### DATA FOR THE TASK ###
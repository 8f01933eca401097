// SPDX-License-Identifier: MIT
// Copyright (c) 2026 Alfred Jean LLC

//! Local durable storage.
//!
//! # Architecture
//!
//! ```text
//! ┌─────────────┐     ┌─────────────┐
//! │ RecordStore │     │PendingQueue │
//! │  (fines)    │     │ (unsynced)  │
//! └──────┬──────┘     └──────┬──────┘
//!        │ finetrack-fines   │ finetrack-sync-queue
//!        ▼                   ▼
//! ┌───────────────────────────────────┐
//! │      KeyValueStore (trait)        │
//! │   SqliteKv │ MemoryKv             │
//! └───────────────────────────────────┘
//! ```
//!
//! Each component owns exactly one key and rewrites the whole JSON blob on
//! every mutation.

mod kv;
mod queue;
mod records;

pub use kv::{KeyValueStore, MemoryKv, SqliteKv};
pub use queue::{DrainReport, PendingQueue, QUEUE_KEY};
pub use records::{RecordStore, FINES_KEY};

/// Error type for local persistence.
#[derive(Debug, thiserror::Error)]
pub enum StorageError {
    /// I/O error.
    #[error("I/O error: {0}")]
    Io(#[from] std::io::Error),

    /// SQLite error.
    #[error("database error: {0}")]
    Database(#[from] rusqlite::Error),

    /// Serialization error.
    #[error("serialization error: {0}")]
    Serialization(#[from] serde_json::Error),
}

/// Result type for storage operations.
pub type StorageResult<T> = Result<T, StorageError>;

#[cfg(test)]
pub(crate) mod test_helpers;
###
* [ACTIVITY]: Give back every entry above, complete and exact.

* [PROBLEM SOLUTION]:
repository 8f01933eca401097
// SPDX-License-Identifier: MIT
// Copyright (c) 2026 Alfred Jean LLC

//! Local durable storage.
//!
//! # Architecture
//!
//! ```text
//! ┌─────────────┐     ┌─────────────┐
//! │ RecordStore │     │PendingQueue │
//! │  (fines)    │     │ (unsynced)  │
//! └──────┬──────┘     └──────┬──────┘
//!        │ finetrack-fines   │ finetrack-sync-queue
//!        ▼                   ▼
//! ┌───────────────────────────────────┐
//! │      KeyValueStore (trait)        │
//! │   SqliteKv │ MemoryKv             │
//! └───────────────────────────────────┘
//! ```
//!
//! Each component owns exactly one key and rewrites the whole JSON blob on
//! every mutation.

mod kv;
mod queue;
mod records;

pub use kv::{KeyValueStore, MemoryKv, SqliteKv};
pub use queue::{DrainReport, PendingQueue, QUEUE_KEY};
pub use records::{RecordStore, FINES_KEY};

/// Error type for local persistence.
#[derive(Debug, thiserror::Error)]
pub enum StorageError {
    /// I/O error.
    #[error("I/O error: {0}")]
    Io(#[from] std::io::Error),

    /// SQLite error.
    #[error("database error: {0}")]
    Database(#[from] rusqlite::Error),

    /// Serialization error.
    #[error("serialization error: {0}")]
    Serialization(#[from] serde_json::Error),
}

/// Result type for storage operations.
pub type StorageResult<T> = Result<T, StorageError>;

#[cfg(test)]
pub(crate) mod test_helpers;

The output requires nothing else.